According to lead researcher Robin Duncan, human cells normally have an immediate immune recognition process when they encounter a virus.
“The cells recognize them and respond to them, and when cells are better at doing that they can die,” said Duncan, a professor in the University of Waterloo's Department of Kinesiology and Health Sciences. “And as a result clear away that virus and you might not even know you were infected.”
But according to Duncan, “what we were seeing with specific COVID-19 proteins was that the cells hardly noticed they were there at all allowing the virus to continue spreading to other cells.”
However, when UW researchers added CBD to the kidney cells the immune recognition to COVID-19 was “the response was much larger, much faster, and it suggested the cell’s ability to recognize.”

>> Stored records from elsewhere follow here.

//! Screener duty layering on top of regular-shift proposals.

use chrono::{Datelike, NaiveDate, Weekday};
use rustc_hash::FxHashMap;
use std::collections::BTreeSet;

use crate::calendar::{days_inclusive, shift_days, week_start};
use crate::config::{EngineConfig, ScreenerWeights};
use crate::constraints::ConstraintEngine;
use crate::models::{Analyst, Assignment, Severity, Violation, ViolationKind};
use crate::ranking::{rank, RankKey};
use crate::rotation::{PatternTable, RotationPlan};
use crate::{log_changes, log_checks};

/// Where an analyst stands relative to their weekend-bearing pattern.
#[derive(Clone, Copy, Debug, PartialEq, Eq)]
pub enum WeekendLeg {
    None,
    /// Weekend pattern starts next week
    Standby,
    /// Working a weekend pattern this week
    Active,
}

/// Source of weekend-leg information for candidates.
pub trait WeekendLegs {
    fn leg(&self, analyst_id: &str, date: NaiveDate) -> WeekendLeg;
}

/// Weekend legs derived from a rotation plan's slot offsets.
pub struct RotationLegs<'a> {
    pub plan: &'a RotationPlan,
    pub table: &'a PatternTable,
}

impl WeekendLegs for RotationLegs<'_> {
    fn leg(&self, analyst_id: &str, date: NaiveDate) -> WeekendLeg {
        let has_weekend = |day: NaiveDate| {
            self.plan
                .pattern_position(self.table, analyst_id, day)
                .is_some_and(|position| self.table.pattern(position).has_weekend)
        };
        if has_weekend(date) {
            WeekendLeg::Active
        } else if has_weekend(shift_days(week_start(date), 7)) {
            WeekendLeg::Standby
        } else {
            WeekendLeg::None
        }
    }
}

/// Screener days per analyst, including picks made earlier in the same run.
#[derive(Clone, Debug, Default)]
pub struct ScreenerHistory {
    days: FxHashMap<String, BTreeSet<NaiveDate>>,
}

impl ScreenerHistory {
    pub fn from_assignments<'a>(assignments: impl IntoIterator<Item = &'a Assignment>) -> Self {
        let mut history = Self::default();
        for a in assignments.into_iter().filter(|a| a.is_screener) {
            history.record(&a.analyst_id, a.date);
        }
        history
    }

    pub fn record(&mut self, analyst_id: &str, date: NaiveDate) {
        self.days.entry(analyst_id.to_string()).or_default().insert(date);
    }

    pub fn screened_on(&self, analyst_id: &str, date: NaiveDate) -> bool {
        self.days
            .get(analyst_id)
            .is_some_and(|days| days.contains(&date))
    }

    /// Screener days in the `window_days` days before `date` (exclusive).
    pub fn recent_count(&self, analyst_id: &str, date: NaiveDate, window_days: u32) -> usize {
        if window_days == 0 {
            return 0;
        }
        let from = shift_days(date, -i64::from(window_days));
        let to = shift_days(date, -1);
        self.days
            .get(analyst_id)
            .map_or(0, |days| days.range(from..=to).count())
    }
}

/// Scores screener candidates with the configured penalty table.
pub struct ScreenerScorer<'a> {
    weights: &'a ScreenerWeights,
}

impl<'a> ScreenerScorer<'a> {
    pub fn new(weights: &'a ScreenerWeights) -> Self {
        Self { weights }
    }

    pub fn score(
        &self,
        analyst_id: &str,
        date: NaiveDate,
        history: &ScreenerHistory,
        legs: &dyn WeekendLegs,
    ) -> f64 {
        let w = self.weights;
        let recent = history.recent_count(analyst_id, date, w.recent_window_days) as f64;
        let mut score = w.baseline - w.recent_penalty * recent;
        if history.screened_on(analyst_id, shift_days(date, -1)) {
            score -= w.consecutive_penalty;
        }
        score -= match legs.leg(analyst_id, date) {
            WeekendLeg::Active => w.active_weekend_penalty,
            WeekendLeg::Standby => w.standby_weekend_penalty,
            WeekendLeg::None => 0.0,
        };
        score
    }
}

/// A working analyst considered for a screener slot.
#[derive(Clone, Copy, Debug)]
enum Candidate {
    /// Index into the proposals
    Proposed(usize),
    /// Index into the existing schedule
    Existing(usize),
}

impl Candidate {
    fn assignment<'s>(
        &self,
        proposals: &'s [Assignment],
        existing: &'s [Assignment],
    ) -> &'s Assignment {
        match *self {
            Candidate::Proposed(i) => &proposals[i],
            Candidate::Existing(i) => &existing[i],
        }
    }
}

/// Result of one screener pass.
#[derive(Clone, Debug, Default)]
pub struct ScreenerOutcome {
    /// One InsufficientStaff violation per slot that could not be filled
    pub unfilled: Vec<Violation>,
    /// Existing assignments picked as screeners, flagged for update
    pub promoted: Vec<Assignment>,
}

/// Fills daily screener slots from the analysts already working each day.
pub struct ScreenerPlanner<'a> {
    scorer: ScreenerScorer<'a>,
    constraints: &'a ConstraintEngine,
    days: &'a [Weekday],
    per_day: usize,
    skill: Option<&'a str>,
    verbosity: u8,
}

impl<'a> ScreenerPlanner<'a> {
    pub fn new(
        config: &'a EngineConfig,
        constraints: &'a ConstraintEngine,
        days: &'a [Weekday],
    ) -> Self {
        Self {
            scorer: ScreenerScorer::new(&config.screener_weights),
            constraints,
            days,
            per_day: config.screeners_per_day as usize,
            skill: config.screener_skill.as_deref(),
            verbosity: config.verbosity,
        }
    }

    /// Flag screeners for every qualifying day in `[start, end]`.
    ///
    /// Candidates are the analysts working that day, proposed or existing.
    /// Existing screener assignments count toward each day's quota and feed the
    /// history. A pick on a proposal sets its flag in place; a pick on an
    /// unflagged existing row comes back in `promoted` as a flagged copy.
    pub fn assign(
        &self,
        proposals: &mut [Assignment],
        existing: &[Assignment],
        analysts: &[Analyst],
        legs: &dyn WeekendLegs,
        start: NaiveDate,
        end: NaiveDate,
    ) -> ScreenerOutcome {
        let mut history =
            ScreenerHistory::from_assignments(existing.iter().chain(proposals.iter()));
        let by_id: FxHashMap<&str, &Analyst> =
            analysts.iter().map(|a| (a.id.as_str(), a)).collect();

        let mut by_date: FxHashMap<NaiveDate, Vec<Candidate>> = FxHashMap::default();
        for (i, p) in proposals.iter().enumerate() {
            by_date.entry(p.date).or_default().push(Candidate::Proposed(i));
        }
        for (i, e) in existing.iter().enumerate() {
            if e.date < start || e.date > end || e.is_screener {
                continue;
            }
            let day = by_date.entry(e.date).or_default();
            let proposed = day
                .iter()
                .any(|c| c.assignment(proposals, existing).analyst_id == e.analyst_id);
            if !proposed {
                day.push(Candidate::Existing(i));
            }
        }

        let mut outcome = ScreenerOutcome::default();
        for date in days_inclusive(start, end) {
            if !self.days.contains(&date.weekday()) {
                continue;
            }

            let mut screeners_today: BTreeSet<String> = existing
                .iter()
                .chain(proposals.iter())
                .filter(|a| a.date == date && a.is_screener)
                .map(|a| a.analyst_id.clone())
                .collect();

            while screeners_today.len() < self.per_day {
                let candidates: Vec<Candidate> = by_date
                    .get(&date)
                    .map(|day| {
                        day.iter()
                            .copied()
                            .filter(|c| {
                                let id = c.assignment(proposals, existing).analyst_id.as_str();
                                !screeners_today.contains(id)
                                    && by_id.get(id).is_some_and(|a| self.is_eligible(a, date))
                            })
                            .collect()
                    })
                    .unwrap_or_default();

                let keys: Vec<RankKey> = candidates
                    .iter()
                    .map(|c| {
                        let id = c.assignment(proposals, existing).analyst_id.as_str();
                        let score = self.scorer.score(id, date, &history, legs);
                        log_checks!(
                            self.verbosity,
                            "    Screener candidate {} on {}: {:.1}",
                            id,
                            date,
                            score
                        );
                        RankKey::screener(id, score)
                    })
                    .collect();

                let Some(pick) = rank(keys).into_iter().next() else {
                    outcome.unfilled.push(Violation::new(
                        ViolationKind::InsufficientStaff,
                        Severity::High,
                        None,
                        Some(date),
                        format!(
                            "screener slot {} of {} on {} has no eligible candidate",
                            screeners_today.len() + 1,
                            self.per_day,
                            date
                        ),
                    ));
                    break;
                };

                let chosen = candidates
                    .iter()
                    .copied()
                    .find(|c| c.assignment(proposals, existing).analyst_id == pick);
                match chosen {
                    Some(Candidate::Proposed(i)) => proposals[i].is_screener = true,
                    Some(Candidate::Existing(i)) => outcome.promoted.push(Assignment {
                        is_screener: true,
                        ..existing[i].clone()
                    }),
                    None => {}
                }
                log_changes!(self.verbosity, "  Screener {}: {}", date, pick);
                history.record(&pick, date);
                screeners_today.insert(pick);
            }
        }
        outcome
    }

    fn is_eligible(&self, analyst: &Analyst, date: NaiveDate) -> bool {
        analyst.active
            && self.constraints.is_available(&analyst.id, date)
            && self.skill.map_or(true, |skill| analyst.has_skill(skill))
    }
}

"When I got my first data, I was like 'oh my god'," added Maria Fernandes, a UW post doctorate fellow who performed the cell studies. "We were so excited to see the immune system was actually activated by CBD and making the cells protect themselves from infecting all the healthy ones."
Furthermore, Duncan noted her team added therapeutic amounts CBD to cells that were not exposed to COVID-19, and the CBD appeared to have ‘primed’ the cells immunity response without the cell dying.
“We are seeing an increased preparedness for the event of a virus, and this is very exciting to us,” added Duncan. “There is potential to be used not just for COVID, but other potential viruses.
Duncan stressed this is not a cure for COVID-19, and no research has been done yet on humans.
According to Duncan, the UW research team is in talks with the Public Health Agency of Canada and biosafety level four lab in Winnipeg about the possibility of testing their CBD research on mice.
Duncan also said they are also working with a small Canadian pharmaceutical start up “and hopefully moving this toward clinical trials.”
The UW team used a researched source of CBD that is ultra-pure, and not available for purchase in Canada.
“This really isn’t something people should go out and do and try themselves right now,” warned Duncan.